As we know, the courts have been able to make wise and sensitive judgments based on the balance of the material available—the material that was available historically and that is available currently. Lord Pannick’s amendment would allow the courts to continue to behave in that measured and responsive way and to take full account of the fact that a conviction has been quashed, but the issue of compensation does not flow automatically from that; it relates to testing whether or not the evidence, had it been available the first time, would have undermined the original conviction. That seems reasonable to me, because it rests on what would have been reasonable for a court to decide, and on the judicial system having confidence in its norms, practices, assumptions and presumptions.

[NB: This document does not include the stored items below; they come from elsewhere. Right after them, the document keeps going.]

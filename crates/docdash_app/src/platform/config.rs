use std::path::PathBuf;

use anyhow::{bail, Context, Result};
use clap::{Parser, ValueEnum};
use docdash_client::{ClientSettings, DEFAULT_BASE_URL};

use super::logging::LogDestination;

/// Terminal dashboard for a document question-answering backend.
#[derive(Debug, Parser)]
#[command(name = "docdash", version, about, long_about = None)]
struct Cli {
    /// Base URL of the backend serving /upload, /query and /stats.
    #[arg(long, env = "DOCDASH_API_BASE", default_value = DEFAULT_BASE_URL, value_name = "URL")]
    api_base: String,
    /// Directory holding the saved theme preference.
    #[arg(long, default_value = ".docdash", value_name = "PATH")]
    state_dir: PathBuf,
    /// Where log output goes; stdout is the dashboard itself.
    #[arg(long, value_enum, default_value_t = LogTarget::File)]
    log: LogTarget,
    /// Disable the animated placeholder in the search view.
    #[arg(long)]
    no_typing_effect: bool,
}

#[derive(Debug, Clone, Copy, PartialEq, Eq, ValueEnum)]
enum LogTarget {
    File,
    Terminal,
    Both,
}

#[derive(Debug, Clone)]
pub struct Config {
    pub client: ClientSettings,
    pub state_dir: PathBuf,
    pub log_destination: LogDestination,
    pub typing_effect: bool,
}

impl Config {
    pub fn from_args() -> Result<Self> {
        Self::from_cli(Cli::parse())
    }

    fn from_cli(cli: Cli) -> Result<Self> {
        let parsed = url::Url::parse(&cli.api_base)
            .with_context(|| format!("invalid --api-base {:?}", cli.api_base))?;
        if !matches!(parsed.scheme(), "http" | "https") {
            bail!(
                "--api-base must be an http(s) URL, got scheme {:?}",
                parsed.scheme()
            );
        }

        let log_destination = match cli.log {
            LogTarget::File => LogDestination::File,
            LogTarget::Terminal => LogDestination::Terminal,
            LogTarget::Both => LogDestination::Both,
        };

        Ok(Self {
            client: ClientSettings {
                base_url: cli.api_base,
                ..ClientSettings::default()
            },
            state_dir: cli.state_dir,
            log_destination,
            typing_effect: !cli.no_typing_effect,
        })
    }
}

#[cfg(test)]
mod tests {
    use super::*;

    fn parse(args: &[&str]) -> Result<Config> {
        let cli = Cli::try_parse_from(std::iter::once("docdash").chain(args.iter().copied()))?;
        Config::from_cli(cli)
    }

    #[test]
    fn defaults_point_at_local_backend() {
        let config = parse(&[]).unwrap();
        assert_eq!(config.client.base_url, DEFAULT_BASE_URL);
        assert_eq!(config.client.request_timeout, None);
        assert_eq!(config.state_dir, PathBuf::from(".docdash"));
        assert_eq!(config.log_destination, LogDestination::File);
        assert!(config.typing_effect);
    }

    #[test]
    fn flags_override_defaults() {
        let config = parse(&[
            "--api-base",
            "https://kb.example.com/api",
            "--state-dir",
            "/tmp/dd",
            "--log",
            "both",
            "--no-typing-effect",
        ])
        .unwrap();
        assert_eq!(config.client.base_url, "https://kb.example.com/api");
        assert_eq!(config.state_dir, PathBuf::from("/tmp/dd"));
        assert_eq!(config.log_destination, LogDestination::Both);
        assert!(!config.typing_effect);
    }

    #[test]
    fn rejects_non_http_base() {
        let err = parse(&["--api-base", "ftp://kb.example.com"]).unwrap_err();
        assert!(err.to_string().contains("http(s)"));

        assert!(parse(&["--api-base", "not a url"]).is_err());
    }
}
use std::path::PathBuf;
use std::sync::{mpsc, Arc};
use std::thread;

use anyhow::Context;
use docdash_client::{
    ClientSettings, EngineEvent, EngineHandle, EventSink, QueryResponse, ReqwestBackend,
};
use docdash_core::{Effect, Msg, QueryResult, SourceRef};
use docdash_logging::{dash_debug, dash_info, dash_warn};

use super::app::AppEvent;
use super::persistence::PreferenceStore;

/// Executes effects emitted by `update` and feeds results back as messages.
pub struct EffectRunner {
    engine: EngineHandle,
    preferences: PreferenceStore,
    events: mpsc::Sender<AppEvent>,
}

impl EffectRunner {
    pub fn new(
        settings: ClientSettings,
        state_dir: PathBuf,
        events: mpsc::Sender<AppEvent>,
    ) -> anyhow::Result<Self> {
        let backend = ReqwestBackend::new(settings).context("building HTTP client")?;
        let sink = MsgSink {
            events: events.clone(),
        };
        let engine = EngineHandle::new(Arc::new(backend), Arc::new(sink))
            .context("starting backend engine")?;
        Ok(Self {
            engine,
            preferences: PreferenceStore::new(state_dir),
            events,
        })
    }

    pub fn load_dark_mode(&self) -> bool {
        self.preferences.load_dark_mode()
    }

    pub fn enqueue(&self, effects: Vec<Effect>) {
        for effect in effects {
            match effect {
                Effect::RefreshStats => {
                    dash_debug!("RefreshStats");
                    self.engine.refresh_stats();
                }
                Effect::UploadFile {
                    batch_id,
                    index,
                    file,
                } => {
                    dash_info!(
                        "UploadFile batch={} index={} name={}",
                        batch_id,
                        index,
                        file.name
                    );
                    self.engine.upload(batch_id, index, file.path, file.name);
                }
                Effect::SubmitQuery { generation, query } => {
                    dash_info!(
                        "SubmitQuery generation={} query_len={}",
                        generation,
                        query.len()
                    );
                    self.engine.query(generation, query);
                }
                Effect::ScheduleDismiss { id, after } => {
                    let events = self.events.clone();
                    thread::spawn(move || {
                        thread::sleep(after);
                        let _ = events.send(AppEvent::Msg(Msg::NotificationExpired(id)));
                    });
                }
                Effect::PersistTheme { dark_mode } => {
                    self.preferences.save_dark_mode(dark_mode);
                }
            }
        }
    }
}

struct MsgSink {
    events: mpsc::Sender<AppEvent>,
}

impl EventSink for MsgSink {
    fn emit(&self, event: EngineEvent) {
        let _ = self.events.send(AppEvent::Msg(engine_event_to_msg(event)));
    }
}

fn engine_event_to_msg(event: EngineEvent) -> Msg {
    match event {
        EngineEvent::UploadCompleted {
            batch_id,
            index,
            result,
        } => Msg::UploadFinished {
            batch_id,
            index,
            result: match result {
                Ok(receipt) => Ok(receipt.chunks_count),
                Err(err) => {
                    dash_warn!("Upload {}/{} failed: {}", batch_id, index, err);
                    Err(err.message)
                }
            },
        },
        EngineEvent::QueryCompleted {
            generation,
            query,
            elapsed,
            result,
        } => match result {
            Ok(response) => Msg::QueryAnswered {
                generation,
                query,
                result: query_result(response),
                elapsed,
            },
            Err(err) => {
                dash_warn!("Query generation={} failed: {}", generation, err);
                Msg::QueryTransportFailed {
                    generation,
                    message: err.message,
                }
            }
        },
        EngineEvent::StatsLoaded(Ok(snapshot)) => Msg::StatsLoaded {
            total_documents: snapshot.total_documents,
            total_chunks: snapshot.total_chunks,
        },
        EngineEvent::StatsLoaded(Err(err)) => Msg::StatsFailed(err.to_string()),
    }
}

fn query_result(response: QueryResponse) -> QueryResult {
    if !response.success {
        return QueryResult::Failed {
            error_message: response
                .error
                .unwrap_or_else(|| "Unknown error".to_string()),
        };
    }
    QueryResult::Answered {
        answer: response.answer.unwrap_or_default(),
        sources: response
            .sources
            .unwrap_or_default()
            .into_iter()
            .map(|source| SourceRef {
                document_id: source.document_id,
                relevance_score: source.score,
                text_preview: source.text_preview,
            })
            .collect(),
    }
}

#[cfg(test)]
mod tests {
    use std::time::Duration;

    use docdash_client::{BackendError, FailureKind, SourceWire, StatsSnapshot, UploadReceipt};

    use super::*;

    #[test]
    fn upload_events_carry_chunks_or_message() {
        let ok = engine_event_to_msg(EngineEvent::UploadCompleted {
            batch_id: 2,
            index: 0,
            result: Ok(UploadReceipt { chunks_count: 5 }),
        });
        assert_eq!(
            ok,
            Msg::UploadFinished {
                batch_id: 2,
                index: 0,
                result: Ok(5)
            }
        );

        let failed = engine_event_to_msg(EngineEvent::UploadCompleted {
            batch_id: 2,
            index: 1,
            result: Err(BackendError {
                kind: FailureKind::HttpStatus(400),
                message: "Unsupported file type".to_string(),
            }),
        });
        assert_eq!(
            failed,
            Msg::UploadFinished {
                batch_id: 2,
                index: 1,
                result: Err("Unsupported file type".to_string())
            }
        );
    }

    #[test]
    fn answered_query_keeps_sources_in_order() {
        let msg = engine_event_to_msg(EngineEvent::QueryCompleted {
            generation: 4,
            query: "q".to_string(),
            elapsed: Duration::from_millis(1200),
            result: Ok(QueryResponse {
                success: true,
                answer: Some("A".to_string()),
                sources: Some(vec![
                    SourceWire {
                        document_id: "b.txt".to_string(),
                        score: 0.4,
                        text_preview: "second".to_string(),
                    },
                    SourceWire {
                        document_id: "a.pdf".to_string(),
                        score: 0.9,
                        text_preview: "first".to_string(),
                    },
                ]),
                error: None,
            }),
        });

        let Msg::QueryAnswered { result, .. } = msg else {
            panic!("expected QueryAnswered, got {msg:?}");
        };
        let QueryResult::Answered { answer, sources } = result else {
            panic!("expected an answer");
        };
        assert_eq!(answer, "A");
        let ids: Vec<_> = sources.iter().map(|s| s.document_id.as_str()).collect();
        assert_eq!(ids, ["b.txt", "a.pdf"]);
    }

    #[test]
    fn unsuccessful_reply_without_error_is_unknown() {
        let msg = engine_event_to_msg(EngineEvent::QueryCompleted {
            generation: 1,
            query: "q".to_string(),
            elapsed: Duration::ZERO,
            result: Ok(QueryResponse {
                success: false,
                answer: Some("ignored".to_string()),
                sources: None,
                error: None,
            }),
        });
        let Msg::QueryAnswered { result, .. } = msg else {
            panic!("expected QueryAnswered, got {msg:?}");
        };
        assert_eq!(
            result,
            QueryResult::Failed {
                error_message: "Unknown error".to_string()
            }
        );
    }

    #[test]
    fn transport_failure_and_stats_mapping() {
        let msg = engine_event_to_msg(EngineEvent::QueryCompleted {
            generation: 9,
            query: "q".to_string(),
            elapsed: Duration::ZERO,
            result: Err(BackendError {
                kind: FailureKind::Network,
                message: "connection refused".to_string(),
            }),
        });
        assert_eq!(
            msg,
            Msg::QueryTransportFailed {
                generation: 9,
                message: "connection refused".to_string()
            }
        );

        let stats = engine_event_to_msg(EngineEvent::StatsLoaded(Ok(StatsSnapshot {
            total_documents: 3,
            total_chunks: 11,
        })));
        assert_eq!(
            stats,
            Msg::StatsLoaded {
                total_documents: 3,
                total_chunks: 11
            }
        );

        let failed = engine_event_to_msg(EngineEvent::StatsLoaded(Err(BackendError {
            kind: FailureKind::HttpStatus(500),
            message: "boom".to_string(),
        })));
        assert!(matches!(failed, Msg::StatsFailed(_)));
    }
}
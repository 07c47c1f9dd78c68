use std::path::PathBuf;

use docdash_client::AtomicFileWriter;
use docdash_logging::{dash_error, dash_info, dash_warn};
use serde::{Deserialize, Serialize};

const PREFERENCES_FILENAME: &str = "preferences.ron";

#[derive(Debug, Clone, Default, PartialEq, Serialize, Deserialize)]
struct PersistedPreferences {
    #[serde(default)]
    dark_mode: bool,
}

/// Saved UI preferences under the state directory.
pub(crate) struct PreferenceStore {
    writer: AtomicFileWriter,
}

impl PreferenceStore {
    pub(crate) fn new(state_dir: PathBuf) -> Self {
        Self {
            writer: AtomicFileWriter::new(state_dir),
        }
    }

    /// Missing, unreadable or corrupt files all fall back to the light theme.
    pub(crate) fn load_dark_mode(&self) -> bool {
        let content = match self.writer.read(PREFERENCES_FILENAME) {
            Ok(Some(text)) => text,
            Ok(None) => return false,
            Err(err) => {
                dash_warn!(
                    "Failed to read preferences from {:?}: {}",
                    self.writer.dir(),
                    err
                );
                return false;
            }
        };

        match ron::from_str::<PersistedPreferences>(&content) {
            Ok(prefs) => {
                dash_info!("Loaded preferences dark_mode={}", prefs.dark_mode);
                prefs.dark_mode
            }
            Err(err) => {
                dash_warn!("Ignoring corrupt preferences file: {}", err);
                false
            }
        }
    }

    pub(crate) fn save_dark_mode(&self, dark_mode: bool) {
        let prefs = PersistedPreferences { dark_mode };
        let content = match ron::ser::to_string_pretty(&prefs, ron::ser::PrettyConfig::new()) {
            Ok(text) => text,
            Err(err) => {
                dash_error!("Failed to serialize preferences: {}", err);
                return;
            }
        };

        if let Err(err) = self.writer.write(PREFERENCES_FILENAME, &content) {
            dash_error!(
                "Failed to write preferences to {:?}: {}",
                self.writer.dir(),
                err
            );
        }
    }
}
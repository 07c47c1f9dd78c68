use docdash_core::{update, AppState, Msg};

#[test]
fn update_is_noop() {
    let state = AppState::new();
    let (next, effects) = update(state.clone(), Msg::NoOp);

    assert_eq!(state, next);
    assert!(effects.is_empty());
}

#[test]
fn tick_does_not_dirty_state() {
    let (mut next, effects) = update(AppState::new(), Msg::Tick);

    assert!(effects.is_empty());
    assert!(!next.consume_dirty());
}
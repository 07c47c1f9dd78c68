mod app;
mod config;
mod effects;
mod flourish;
mod input;
mod logging;
mod persistence;
mod ui;

pub fn run() -> anyhow::Result<()> {
    let config = config::Config::from_args()?;
    logging::initialize(config.log_destination);
    app::run_app(config)
}
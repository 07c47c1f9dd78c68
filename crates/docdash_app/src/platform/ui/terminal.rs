//! Paints rendered lines onto the terminal with crossterm.

use std::io::{self, Stdout, Write};

use crossterm::cursor::MoveTo;
use crossterm::queue;
use crossterm::style::{Attribute, Color, Print, SetAttribute, SetForegroundColor};
use crossterm::terminal::{Clear, ClearType};

use super::render::{Line, Tone};

const PROMPT: &str = "> ";
const DEFAULT_HINT: &str = "type a command, or help";

pub struct TerminalSurface {
    stdout: Stdout,
    prompt_row: u16,
    dark_mode: bool,
}

impl TerminalSurface {
    pub fn new() -> Self {
        Self {
            stdout: io::stdout(),
            prompt_row: 0,
            dark_mode: false,
        }
    }

    /// Redraws the whole screen and leaves the cursor on the prompt.
    pub fn draw(
        &mut self,
        lines: &[Line],
        dark_mode: bool,
        placeholder: Option<&str>,
    ) -> io::Result<()> {
        self.dark_mode = dark_mode;
        queue!(self.stdout, MoveTo(0, 0), Clear(ClearType::All))?;
        for (row, line) in lines.iter().enumerate() {
            let row = u16::try_from(row).unwrap_or(u16::MAX);
            queue!(
                self.stdout,
                MoveTo(0, row),
                SetForegroundColor(tone_color(line.tone, dark_mode)),
            )?;
            if matches!(line.tone, Tone::Title | Tone::Heading) {
                queue!(self.stdout, SetAttribute(Attribute::Bold))?;
            }
            queue!(
                self.stdout,
                Print(&line.text),
                SetAttribute(Attribute::Reset)
            )?;
        }
        self.prompt_row = u16::try_from(lines.len() + 1).unwrap_or(u16::MAX);
        self.draw_prompt(placeholder)
    }

    /// Repaints only the prompt row; used by the placeholder animation.
    pub fn draw_prompt(&mut self, placeholder: Option<&str>) -> io::Result<()> {
        queue!(
            self.stdout,
            MoveTo(0, self.prompt_row),
            Clear(ClearType::CurrentLine),
            SetForegroundColor(tone_color(Tone::Accent, self.dark_mode)),
            Print(PROMPT),
            SetForegroundColor(tone_color(Tone::Muted, self.dark_mode)),
            Print(placeholder.unwrap_or(DEFAULT_HINT)),
            SetAttribute(Attribute::Reset),
            MoveTo(PROMPT.len() as u16, self.prompt_row),
        )?;
        self.stdout.flush()
    }

    /// Prints a one-off message below the prompt, e.g. parse errors or help.
    pub fn draw_message(&mut self, text: &str, tone: Tone) -> io::Result<()> {
        for (offset, line) in text.lines().enumerate() {
            let row = self.prompt_row.saturating_add(2 + offset as u16);
            queue!(
                self.stdout,
                MoveTo(0, row),
                Clear(ClearType::CurrentLine),
                SetForegroundColor(tone_color(tone, self.dark_mode)),
                Print(line),
                SetAttribute(Attribute::Reset),
            )?;
        }
        queue!(self.stdout, MoveTo(PROMPT.len() as u16, self.prompt_row))?;
        self.stdout.flush()
    }
}

fn tone_color(tone: Tone, dark_mode: bool) -> Color {
    match (tone, dark_mode) {
        (Tone::Title, _) => Color::Cyan,
        (Tone::Heading, true) | (Tone::Body, true) => Color::White,
        (Tone::Heading, false) | (Tone::Body, false) => Color::Black,
        (Tone::Muted, true) => Color::Grey,
        (Tone::Muted, false) => Color::DarkGrey,
        (Tone::Accent, true) => Color::Magenta,
        (Tone::Accent, false) => Color::DarkMagenta,
        (Tone::Success, _) => Color::Green,
        (Tone::Error, _) => Color::Red,
        (Tone::Warning, _) => Color::Yellow,
        (Tone::Info, _) => Color::Blue,
    }
}
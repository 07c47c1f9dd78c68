use crate::activity::{ActivityKind, ActivityLog};

/// Dashboard counters. Document and chunk totals only ever come from the
/// backend (or the clear-all reset); the rest is derived locally.
#[derive(Debug, Clone, PartialEq, Default)]
pub struct Statistics {
    total_documents: u64,
    total_chunks: u64,
    queries_today: u64,
    avg_response_time: f64,
    recent_activity: ActivityLog,
}

impl Statistics {
    pub fn new() -> Self {
        Self::default()
    }

    pub fn refresh_authoritative(&mut self, total_documents: u64, total_chunks: u64) {
        self.total_documents = total_documents;
        self.total_chunks = total_chunks;
    }

    /// Folds a latency sample into the running average.
    ///
    /// A zero average is treated as "no samples yet", so a genuine 0 s
    /// response followed by a slower one reads as only the slower one.
    pub fn record_query_latency(&mut self, seconds: f64) {
        if !seconds.is_finite() {
            return;
        }
        let seconds = seconds.max(0.0);
        self.avg_response_time = if self.avg_response_time == 0.0 {
            seconds
        } else {
            (self.avg_response_time + seconds) / 2.0
        };
    }

    pub fn increment_queries_today(&mut self) {
        self.queries_today += 1;
    }

    /// Zeroes the document counts; query metrics survive.
    pub fn reset(&mut self) {
        self.total_documents = 0;
        self.total_chunks = 0;
    }

    pub fn record_activity(&mut self, kind: ActivityKind, text: impl Into<String>) {
        self.recent_activity.record(kind, text);
    }

    pub fn total_documents(&self) -> u64 {
        self.total_documents
    }

    pub fn total_chunks(&self) -> u64 {
        self.total_chunks
    }

    pub fn queries_today(&self) -> u64 {
        self.queries_today
    }

    pub fn avg_response_time(&self) -> f64 {
        self.avg_response_time
    }

    pub fn recent_activity(&self) -> &ActivityLog {
        &self.recent_activity
    }
}
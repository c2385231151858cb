use super::{push_targets, GenType};
use crate::attacks;
use crate::bitboard::pop_lsb;
use crate::position::Position;
use crate::types::{Move, MoveKind, MoveList, PieceType};

pub fn generate(pos: &Position, gen_type: GenType, check_mask: u64, list: &mut MoveList) {
    let us = pos.side_to_move();
    let pinned = pos.pinned(us);
    let mut knights = pos.pieces(us, PieceType::Knight) & !pinned;
    let enemy = pos.occupied_by(!us);
    let empty = !pos.occupied();

    while knights != 0 {
        let from = pop_lsb(&mut knights);
        let attacks = attacks::knight_attacks(from) & check_mask;
        match gen_type {
            GenType::Noisy => push_targets(list, from, attacks & enemy, |f, t| Move::new(f, t, MoveKind::Capture)),
            GenType::Quiets => push_targets(list, from, attacks & empty, |f, t| Move::new(f, t, MoveKind::Quiet)),
            GenType::QuietChecks => {
                let them_king = pos.king_square(!us);
                let checking = attacks::knight_attacks(them_king);
                push_targets(list, from, attacks & empty & checking, |f, t| Move::new(f, t, MoveKind::Quiet));
            }
            GenType::Legals => {
                push_targets(list, from, attacks & enemy, |f, t| Move::new(f, t, MoveKind::Capture));
                push_targets(list, from, attacks & empty, |f, t| Move::new(f, t, MoveKind::Quiet));
            }
        }
    }
}
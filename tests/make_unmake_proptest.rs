//! Property tests over make/undo and FEN round trips, grounded on the
//! testable-properties section: playing and unplaying any legal move must
//! restore the exact hash, and a FEN parsed then re-formatted must be
//! byte-identical.

use proptest::prelude::*;
use ventoux::movegen::{self, GenType};
use ventoux::position::Position;

fn init() {
    ventoux::attacks::init();
    ventoux::zobrist::init();
}

const SEED_FENS: &[&str] = &[
    "rnbqkbnr/pppppppp/8/8/8/8/PPPPPPPP/RNBQKBNR w KQkq - 0 1",
    "r3k2r/p1ppqpb1/bn2pnp1/3PN3/1p2P3/2N2Q1p/PPPBBPPP/R3K2R w KQkq - 0 1",
    "8/2p5/3p4/KP5r/1R3p1k/8/4P1P1/8 w - - 0 1",
    "rnbq1k1r/pp1Pbppp/2p5/8/2B5/8/PPP1NnPP/RNBQK2R w KQ - 1 8",
];

proptest! {
    #[test]
    fn make_undo_restores_hash_and_fen(seed_idx in 0usize..SEED_FENS.len(), move_idx in 0usize..64) {
        init();
        let fen = SEED_FENS[seed_idx];
        let mut pos = Position::from_fen(fen).unwrap();
        let before_hash = pos.hash();
        let before_fen = pos.fen();

        let legals = movegen::generate(&pos, GenType::Legals);
        if legals.is_empty() {
            return Ok(());
        }
        let mv = legals[move_idx % legals.len()].mv;

        pos.make_move(mv);
        pos.undo_move(mv);

        prop_assert_eq!(pos.hash(), before_hash);
        prop_assert_eq!(pos.fen(), before_fen);
    }
}

#[test]
fn fen_round_trips_exactly_for_seed_positions() {
    init();
    for fen in SEED_FENS {
        let pos = Position::from_fen(fen).unwrap();
        assert_eq!(&pos.fen(), fen);
    }
}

It would not rely on anybody else having to discharge an inordinate burden of proof of their innocence—of whether they had committed an offence, if it was known to have been committed, or of whether they committed an offence that might not be known and not even fully proven, because whether or not it was committed and who was involved in the conspiracy could be a matter of conjecture.

I would also like to point out that victims of miscarriages of justice have not only been offended and insulted by the way the Government brought forward their original clause and their clumsy amendment in lieu; they are also clear that the issue has never been simply about compensation alone. Indeed, I am very conscious that, along with Gerry Conlon and other victims of miscarriages of justice, and along with the hon. Member for Hayes and Harlington and others, we worked with the Ministry of Justice in the previous Parliament to try to provide some other remedies and support for victims of miscarriages

of justice. As the Minister said, people who have been wrongly convicted face enormous challenges in putting their lives back together.

However, those victims of miscarriages of justice are not given the sort of psychological support and remedial therapy that the Government rightly make available to released hostages, for example; to those who have had dire experiences while serving abroad in the military or potentially in custody; or to those who have been held hostage in civilian situations or as volunteers overseas. In those cases, highly specialised support and treatment is made available, yet the traumas and the adjustments that they have to try to make are very similar to those of victims of deep miscarriages of justice and a harrowing time in prison, perhaps because of the nature of the offence for which they were charged and the nature of the treatment they received, and not just from prison authorities, but from the prison population.

I ask the Minister, in moving beyond the immediate detail of the Bill, as well as in considering compensation, which I believe the Government are misaddressing in their amendment in lieu to the reasonable Lords amendment, to look to the other issues, because if he is saying that compensation should not be the only answer and the only thing we are thinking about, what other answer are the Government providing, because they have failed to move forward on the measures examined by the previous Government?

I find it hard to take seriously anything he said today, because he still cannot explain the difference, and exactly the import of that difference, between what he is offering in his original clause and the amendment in lieu. The reality is that the only real difference—the valid and important difference—is that which is contained in the Lords amendment. That is why the House should agree to Lords amendment 112.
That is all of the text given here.